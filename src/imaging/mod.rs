//! Image processing in pure Rust, no system libraries.
//!
//! | Concern | Crate / function |
//! |---|---|
//! | **Decode / encode** | `image` crate (PNG, JPEG, BMP) |
//! | **Histogram equalisation** | `imageproc::contrast::equalize_histogram` |
//! | **Median blur** | `imageproc::filter::median_filter` |
//! | **L\*a\*b\*, CLAHE, dilation, domain transform** | in-crate ([`calculations`], [`operations`]) |
//!
//! The module is split into:
//! - **Buffer**: [`ImageBuffer`], the in-memory raster every stage passes around
//! - **Calculations**: pure pixel math (unit testable)
//! - **Parameters**: knobs for each tunable operation
//! - **Backend**: [`ImageBackend`] trait + [`RustBackend`]
//! - **Operations**: the enhancement filters themselves

pub mod backend;
pub mod buffer;
mod calculations;
pub mod operations;
mod params;
pub mod rust_backend;

pub use backend::{CodecError, ImageBackend};
pub use buffer::{BufferError, Channels, ImageBuffer};
pub use params::{ClaheParams, DetailParams, ExposureParams, ShadowParams, TransformParams};
pub use rust_backend::{RustBackend, is_supported_image, supported_extensions};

» Task details
Copy each line of the data exactly, please.

» Solution to this problem
filename src/imaging/mod.rs
//! Image processing in pure Rust, no system libraries.
//!
//! | Concern | Crate / function |
//! |---|---|
//! | **Decode / encode** | `image` crate (PNG, JPEG, BMP) |
//! | **Histogram equalisation** | `imageproc::contrast::equalize_histogram` |
//! | **Median blur** | `imageproc::filter::median_filter` |
//! | **L\*a\*b\*, CLAHE, dilation, domain transform** | in-crate ([`calculations`], [`operations`]) |
//!
//! The module is split into:
//! - **Buffer**: [`ImageBuffer`], the in-memory raster every stage passes around
//! - **Calculations**: pure pixel math (unit testable)
//! - **Parameters**: knobs for each tunable operation
//! - **Backend**: [`ImageBackend`] trait + [`RustBackend`]
//! - **Operations**: the enhancement filters themselves

pub mod backend;
pub mod buffer;
mod calculations;
pub mod operations;
mod params;
pub mod rust_backend;

pub use backend::{CodecError, ImageBackend};
pub use buffer::{BufferError, Channels, ImageBuffer};
pub use params::{ClaheParams, DetailParams, ExposureParams, ShadowParams, TransformParams};
pub use rust_backend::{RustBackend, is_supported_image, supported_extensions};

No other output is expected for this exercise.